Every line from the start of the records below to the line containing "const DEFAULT_MAX_BACKOFF: Duration" should be retyped exactly, that line included, and no others.

** GIVEN DATA follows **

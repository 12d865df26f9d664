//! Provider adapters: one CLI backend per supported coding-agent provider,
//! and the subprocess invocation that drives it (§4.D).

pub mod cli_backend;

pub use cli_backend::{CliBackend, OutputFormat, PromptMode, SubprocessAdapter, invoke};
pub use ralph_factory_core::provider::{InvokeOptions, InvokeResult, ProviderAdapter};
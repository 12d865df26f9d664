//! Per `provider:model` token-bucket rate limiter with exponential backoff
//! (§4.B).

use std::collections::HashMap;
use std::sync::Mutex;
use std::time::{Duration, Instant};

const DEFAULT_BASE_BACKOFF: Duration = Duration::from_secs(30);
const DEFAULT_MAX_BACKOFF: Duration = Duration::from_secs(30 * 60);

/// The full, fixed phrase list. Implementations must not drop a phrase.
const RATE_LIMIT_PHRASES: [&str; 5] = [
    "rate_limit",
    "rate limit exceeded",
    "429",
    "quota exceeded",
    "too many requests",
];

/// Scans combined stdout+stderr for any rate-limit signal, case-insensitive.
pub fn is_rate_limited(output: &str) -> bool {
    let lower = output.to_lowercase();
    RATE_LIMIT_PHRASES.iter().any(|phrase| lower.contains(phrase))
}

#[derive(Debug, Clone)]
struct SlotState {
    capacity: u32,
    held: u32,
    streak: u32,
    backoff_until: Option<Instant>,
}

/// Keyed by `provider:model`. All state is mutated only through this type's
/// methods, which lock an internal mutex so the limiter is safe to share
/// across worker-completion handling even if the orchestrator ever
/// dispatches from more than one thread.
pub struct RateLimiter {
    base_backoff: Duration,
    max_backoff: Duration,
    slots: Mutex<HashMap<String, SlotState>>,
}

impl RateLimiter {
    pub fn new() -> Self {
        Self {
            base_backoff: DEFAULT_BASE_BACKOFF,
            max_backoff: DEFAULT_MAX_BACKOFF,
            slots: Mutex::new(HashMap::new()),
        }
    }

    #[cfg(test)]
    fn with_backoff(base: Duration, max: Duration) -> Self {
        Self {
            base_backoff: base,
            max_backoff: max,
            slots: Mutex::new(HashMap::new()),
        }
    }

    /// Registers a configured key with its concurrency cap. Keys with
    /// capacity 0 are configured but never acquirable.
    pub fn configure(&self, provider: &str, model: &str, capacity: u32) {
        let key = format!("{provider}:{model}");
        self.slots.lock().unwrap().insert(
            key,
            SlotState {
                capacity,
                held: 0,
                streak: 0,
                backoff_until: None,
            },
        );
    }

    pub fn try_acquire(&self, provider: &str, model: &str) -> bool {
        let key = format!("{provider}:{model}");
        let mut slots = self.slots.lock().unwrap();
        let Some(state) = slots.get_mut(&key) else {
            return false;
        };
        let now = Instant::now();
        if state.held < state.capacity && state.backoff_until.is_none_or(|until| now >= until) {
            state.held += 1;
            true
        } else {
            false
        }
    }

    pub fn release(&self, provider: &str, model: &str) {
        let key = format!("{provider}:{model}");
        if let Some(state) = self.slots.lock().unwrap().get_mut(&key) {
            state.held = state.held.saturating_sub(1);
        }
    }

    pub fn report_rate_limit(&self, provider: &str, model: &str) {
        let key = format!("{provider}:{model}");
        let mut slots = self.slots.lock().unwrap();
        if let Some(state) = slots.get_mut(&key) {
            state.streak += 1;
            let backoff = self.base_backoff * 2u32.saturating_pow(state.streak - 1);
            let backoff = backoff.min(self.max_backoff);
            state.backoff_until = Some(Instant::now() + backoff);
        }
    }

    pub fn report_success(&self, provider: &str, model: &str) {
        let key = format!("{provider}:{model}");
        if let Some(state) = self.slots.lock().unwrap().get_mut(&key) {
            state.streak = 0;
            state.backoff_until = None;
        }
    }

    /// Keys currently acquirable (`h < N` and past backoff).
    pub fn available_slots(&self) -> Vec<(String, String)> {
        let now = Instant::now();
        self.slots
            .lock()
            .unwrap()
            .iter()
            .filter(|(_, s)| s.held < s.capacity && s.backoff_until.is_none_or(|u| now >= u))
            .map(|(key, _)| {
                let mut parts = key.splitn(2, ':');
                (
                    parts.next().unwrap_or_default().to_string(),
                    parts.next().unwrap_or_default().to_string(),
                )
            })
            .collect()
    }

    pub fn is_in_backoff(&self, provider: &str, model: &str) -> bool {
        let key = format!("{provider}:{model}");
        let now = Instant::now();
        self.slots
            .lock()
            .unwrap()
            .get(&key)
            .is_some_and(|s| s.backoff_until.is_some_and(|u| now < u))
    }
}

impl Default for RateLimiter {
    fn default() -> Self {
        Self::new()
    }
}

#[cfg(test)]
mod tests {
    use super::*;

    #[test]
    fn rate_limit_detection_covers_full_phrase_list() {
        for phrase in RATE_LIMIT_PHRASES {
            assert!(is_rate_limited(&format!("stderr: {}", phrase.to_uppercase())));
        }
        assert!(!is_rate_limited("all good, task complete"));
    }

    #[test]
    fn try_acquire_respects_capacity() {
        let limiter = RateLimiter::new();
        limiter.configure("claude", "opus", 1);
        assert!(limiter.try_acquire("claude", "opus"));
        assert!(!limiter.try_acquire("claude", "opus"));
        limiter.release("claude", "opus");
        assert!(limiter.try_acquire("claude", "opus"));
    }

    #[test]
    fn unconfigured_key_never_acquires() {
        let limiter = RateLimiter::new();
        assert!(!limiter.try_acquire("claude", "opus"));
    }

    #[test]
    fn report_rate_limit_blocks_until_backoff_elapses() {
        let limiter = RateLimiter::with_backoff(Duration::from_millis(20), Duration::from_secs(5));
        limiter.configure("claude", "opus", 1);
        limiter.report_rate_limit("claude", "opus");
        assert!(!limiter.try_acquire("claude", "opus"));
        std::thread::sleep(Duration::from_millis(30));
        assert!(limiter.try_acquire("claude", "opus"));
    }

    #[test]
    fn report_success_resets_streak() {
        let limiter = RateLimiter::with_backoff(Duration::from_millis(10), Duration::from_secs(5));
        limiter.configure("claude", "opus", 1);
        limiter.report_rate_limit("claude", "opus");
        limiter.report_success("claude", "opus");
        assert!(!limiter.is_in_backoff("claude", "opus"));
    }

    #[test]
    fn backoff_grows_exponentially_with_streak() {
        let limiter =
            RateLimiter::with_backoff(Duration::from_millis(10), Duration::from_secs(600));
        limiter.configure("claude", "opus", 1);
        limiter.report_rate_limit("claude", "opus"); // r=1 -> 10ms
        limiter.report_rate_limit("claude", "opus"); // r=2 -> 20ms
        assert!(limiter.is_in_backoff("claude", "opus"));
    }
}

** End of GIVEN DATA **

__FINISHED TASK__.
repository 12d865df26f9d664
//! Provider adapters: one CLI backend per supported coding-agent provider,
//! and the subprocess invocation that drives it (§4.D).

pub mod cli_backend;

pub use cli_backend::{CliBackend, OutputFormat, PromptMode, SubprocessAdapter, invoke};
pub use ralph_factory_core::provider::{InvokeOptions, InvokeResult, ProviderAdapter};
repository 12d865df26f9d664
//! Per `provider:model` token-bucket rate limiter with exponential backoff
//! (§4.B).

use std::collections::HashMap;
use std::sync::Mutex;
use std::time::{Duration, Instant};

const DEFAULT_BASE_BACKOFF: Duration = Duration::from_secs(30);
const DEFAULT_MAX_BACKOFF: Duration = Duration::from_secs(30 * 60);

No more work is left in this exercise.